◆ Task ◆
Could you copy every line of the data that contains the word "saved"?

═══ Data provided

//! Person use-case service.
//!
//! # Responsibility
//! - Provide stable CRUD entry points for core callers.
//! - Delegate persistence to the people repository.
//!
//! # Invariants
//! - Service APIs never bypass repository validation/persistence contracts.

use crate::model::person::Person;
use crate::repo::crud::{EntityId, RepoResult};
use crate::repo::person_repo::PersonRepository;
use chrono::{DateTime, Utc};

/// Use-case service wrapper for person CRUD operations.
pub struct PersonService<'conn> {
    repo: PersonRepository<'conn>,
}

impl<'conn> PersonService<'conn> {
    /// Creates a service using the provided repository.
    pub fn new(repo: PersonRepository<'conn>) -> Self {
        Self { repo }
    }

    /// Creates and persists a person from the required fields, returning
    /// the saved record with its identity set.
    pub fn register(
        &self,
        first_name: impl Into<String>,
        last_name: impl Into<String>,
        dob: DateTime<Utc>,
    ) -> RepoResult<Person> {
        let mut person = Person::new(first_name, last_name, dob);
        self.repo.save(&mut person)?;
        Ok(person)
    }

    /// Persists a caller-constructed person, cascading to its addresses.
    pub fn save(&self, person: &mut Person) -> RepoResult<()> {
        self.repo.save(person)
    }

    /// Gets one person by identity.
    pub fn get(&self, id: EntityId) -> RepoResult<Option<Person>> {
        self.repo.find_by_id(id)
    }

    /// Lists every person on the roster.
    pub fn list(&self) -> RepoResult<Vec<Person>> {
        self.repo.find_all()
    }

    /// Returns the roster headcount.
    pub fn headcount(&self) -> RepoResult<i64> {
        self.repo.count()
    }

    /// Rewrites a saved person's mutable fields.
    pub fn update(&self, person: &Person) -> RepoResult<()> {
        self.repo.update(person)
    }

    /// Removes one saved person.
    pub fn remove(&self, person: &Person) -> RepoResult<()> {
        self.repo.delete(person)
    }

    /// Removes all given saved people in one statement.
    pub fn remove_many(&self, people: &[Person]) -> RepoResult<()> {
        self.repo.delete_many(people)
    }
}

══════

◆ Solution ◆
    /// the saved record with its identity set.
    /// Rewrites a saved person's mutable fields.
    /// Removes one saved person.
    /// Removes all given saved people in one statement.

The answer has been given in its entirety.